▶ **Task material**
[Start of section]

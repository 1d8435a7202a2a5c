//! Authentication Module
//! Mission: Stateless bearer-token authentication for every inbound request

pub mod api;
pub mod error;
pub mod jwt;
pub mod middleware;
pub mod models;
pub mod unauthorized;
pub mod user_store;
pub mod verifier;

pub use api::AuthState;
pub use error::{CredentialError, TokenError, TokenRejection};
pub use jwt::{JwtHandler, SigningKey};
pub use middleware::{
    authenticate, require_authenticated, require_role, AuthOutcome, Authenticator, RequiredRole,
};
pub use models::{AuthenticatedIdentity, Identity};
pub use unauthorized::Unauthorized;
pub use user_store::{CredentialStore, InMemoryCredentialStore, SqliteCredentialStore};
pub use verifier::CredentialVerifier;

[End of section]

▶ **Work request**
Type the material above out again, exactly.

▶ **Exercise answer**
repository 1d8435a7202a2a5c
//! Authentication Module
//! Mission: Stateless bearer-token authentication for every inbound request

pub mod api;
pub mod error;
pub mod jwt;
pub mod middleware;
pub mod models;
pub mod unauthorized;
pub mod user_store;
pub mod verifier;

pub use api::AuthState;
pub use error::{CredentialError, TokenError, TokenRejection};
pub use jwt::{JwtHandler, SigningKey};
pub use middleware::{
    authenticate, require_authenticated, require_role, AuthOutcome, Authenticator, RequiredRole,
};
pub use models::{AuthenticatedIdentity, Identity};
pub use unauthorized::Unauthorized;
pub use user_store::{CredentialStore, InMemoryCredentialStore, SqliteCredentialStore};
pub use verifier::CredentialVerifier;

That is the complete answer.